____ EXTRACTED DATA
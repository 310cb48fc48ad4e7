use serde::{Deserialize, Serialize};
use std::fmt;

/// Navigation targets the registration flow can send the user to.
#[derive(Debug, Clone, Copy, PartialEq, Eq, Hash, Serialize, Deserialize)]
#[serde(rename_all = "lowercase")]
pub enum Route {
    Dashboard,
    Login,
}

impl Route {
    #[must_use]
    pub const fn as_str(self) -> &'static str {
        match self {
            Self::Dashboard => "dashboard",
            Self::Login => "login",
        }
    }

    /// Absolute path form used by routers, e.g. `/dashboard`.
    #[must_use]
    pub fn path(self) -> String {
        format!("/{}", self.as_str())
    }
}

impl fmt::Display for Route {
    fn fmt(&self, f: &mut fmt::Formatter<'_>) -> fmt::Result {
        f.write_str(self.as_str())
    }
}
________
= AIM OF THE EXERCISE =
What is needed is an exact copy of the lines from the one containing "pub const fn" through the last line of the records, and nothing else.

= SOLUTION FOR THIS TASK =
    pub const fn as_str(self) -> &'static str {
        match self {
            Self::Dashboard => "dashboard",
            Self::Login => "login",
        }
    }

    /// Absolute path form used by routers, e.g. `/dashboard`.
    #[must_use]
    pub fn path(self) -> String {
        format!("/{}", self.as_str())
    }
}

impl fmt::Display for Route {
    fn fmt(&self, f: &mut fmt::Formatter<'_>) -> fmt::Result {
        f.write_str(self.as_str())
    }
}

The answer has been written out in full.